[Young Researchers Only]: Cell Motility and Shape Dynamics Driven by Actin Polymerization?  // To Characterize Ice Core Melt-Water Using Microfluidics - Winfried SCHMIDT (EcCel, Liphy) // Tin Wang WONG (MC2, Liphy)

Cell Motility and Shape Dynamics Driven by Actin Polymerization? 

Winfried SCHMIDT (Post-Doc at EcCel, Liphy) 

Mammalian cell migration is essential for many physiological and pathological processes, such as the immune system, embryonic development, wound healing, and cancer metastasis. Cells have developed the amoeboid migration mode which allows them to move rapidly in a variety of different environments, including two-dimensional confinement, three-dimensional matrix, and bulk fluids.
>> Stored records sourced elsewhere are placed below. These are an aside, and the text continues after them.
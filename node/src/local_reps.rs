//! Representative keys held by this node.
//!
//! Wallet storage and key derivation live outside the core; what the core
//! needs is the set of representative keys it votes with. Seeds come from
//! the node config.

use raze_crypto::keypair_from_seed;
use raze_types::{Account, PrivateKey, PublicKey};

use crate::error::NodeError;

/// One representative identity this node can sign votes with.
pub struct LocalRep {
    pub account: Account,
    pub public: PublicKey,
    pub private: PrivateKey,
}

/// All representative identities from the config.
#[derive(Default)]
pub struct LocalRepSet {
    reps: Vec<LocalRep>,
}

impl LocalRepSet {
    /// Parse 64-character hex seeds into key pairs.
    pub fn from_seeds(seeds: &[String]) -> Result<Self, NodeError> {
        let mut reps = Vec::with_capacity(seeds.len());
        for seed_hex in seeds {
            let hash: raze_types::BlockHash = seed_hex
                .parse()
                .map_err(|_| NodeError::InvalidSeed(seed_hex.clone()))?;
            let key = keypair_from_seed(hash.as_bytes());
            reps.push(LocalRep {
                account: Account::new(key.public.0),
                public: key.public,
                private: key.private,
            });
        }
        Ok(Self { reps })
    }

    pub fn is_empty(&self) -> bool {
        self.reps.is_empty()
    }

    pub fn iter(&self) -> impl Iterator<Item = &LocalRep> {
        self.reps.iter()
    }
}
We introduce a model for an amoeboid cell where the cell shape evolves due to polymerization of actin filaments. We find that the state of a resting, non-polarized cell can become unstable for sufficiently large actin polymerization velocities, resulting in the spontaneous onset of cell polarity, migration, and dynamical shape changes.

To Characterize Ice Core Melt-Water Using Microfluidics

Tin Wang WONG (PhD at MC2, Liphy)

The glacial archives are worth to be analyzed due to its isotope and micro-organism inside, in order to reconstruct and study the ancient environment. Due to the fact that some microbials are not culturable, these samples should be analyzed immediately after the melting process of ice-core. Here we present a microfluidic technology called deterministic lateral displacement (DLD) array to sort particles in terms of its sizes. The ultimate target of our project is to separate bacteria, fungi, and cells which was included in glacial meltwater, and group them respectively on its size, so they can be further analyzed in genome and other biological aspects.